◆ Work instructions
Will you quote all of the entries, word for word?

*****

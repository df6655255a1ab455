//! `rotor_core` — the runtime of the Rotor concatenative language:
//! a generational copying garbage collector and a trampoline bytecode
//! interpreter able to execute the bootstrap image on platforms that
//! forbid native code generation.
//!
//! # Crate layout
//!
//! - [`error`] — host-facing errors and the kernel error protocol.
//! - [`objects`] — tagged cells, object headers, and heap object kinds.
//! - [`gc`] — the three-generation collector: bump and free-list
//!   allocators, card/deck remembered set, slot visitor, and the
//!   collection driver.
//! - [`ctx`] — execution contexts and their stacks.
//! - [`code`] — the code/callback heap (a root source; the interpreter
//!   compiles nothing into it).
//! - [`interp`] — the trampoline interpreter: work items, built-in
//!   handlers, primitives, and generic dispatch.
//! - [`vm`] — the owned [`vm::Vm`] value tying everything together.
//! - [`startup`] — the boot contract and standalone entry point.

/// Code/callback heap and its remembered sets.
pub mod code;
/// Execution contexts: data/retain/call stacks and context objects.
pub mod ctx;
/// Error types and the kernel error protocol.
pub mod error;
/// Garbage collector infrastructure.
pub mod gc;
/// The trampoline interpreter.
pub mod interp;
/// Value representation and heap object model.
pub mod objects;
/// Boot contract, image header, and standalone startup.
pub mod startup;
/// The VM instance.
pub mod vm;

*****

◆ Result for this exercise
repository df6655255a1ab455
//! `rotor_core` — the runtime of the Rotor concatenative language:
//! a generational copying garbage collector and a trampoline bytecode
//! interpreter able to execute the bootstrap image on platforms that
//! forbid native code generation.
//!
//! # Crate layout
//!
//! - [`error`] — host-facing errors and the kernel error protocol.
//! - [`objects`] — tagged cells, object headers, and heap object kinds.
//! - [`gc`] — the three-generation collector: bump and free-list
//!   allocators, card/deck remembered set, slot visitor, and the
//!   collection driver.
//! - [`ctx`] — execution contexts and their stacks.
//! - [`code`] — the code/callback heap (a root source; the interpreter
//!   compiles nothing into it).
//! - [`interp`] — the trampoline interpreter: work items, built-in
//!   handlers, primitives, and generic dispatch.
//! - [`vm`] — the owned [`vm::Vm`] value tying everything together.
//! - [`startup`] — the boot contract and standalone entry point.

/// Code/callback heap and its remembered sets.
pub mod code;
/// Execution contexts: data/retain/call stacks and context objects.
pub mod ctx;
/// Error types and the kernel error protocol.
pub mod error;
/// Garbage collector infrastructure.
pub mod gc;
/// The trampoline interpreter.
pub mod interp;
/// Value representation and heap object model.
pub mod objects;
/// Boot contract, image header, and standalone startup.
pub mod startup;
/// The VM instance.
pub mod vm;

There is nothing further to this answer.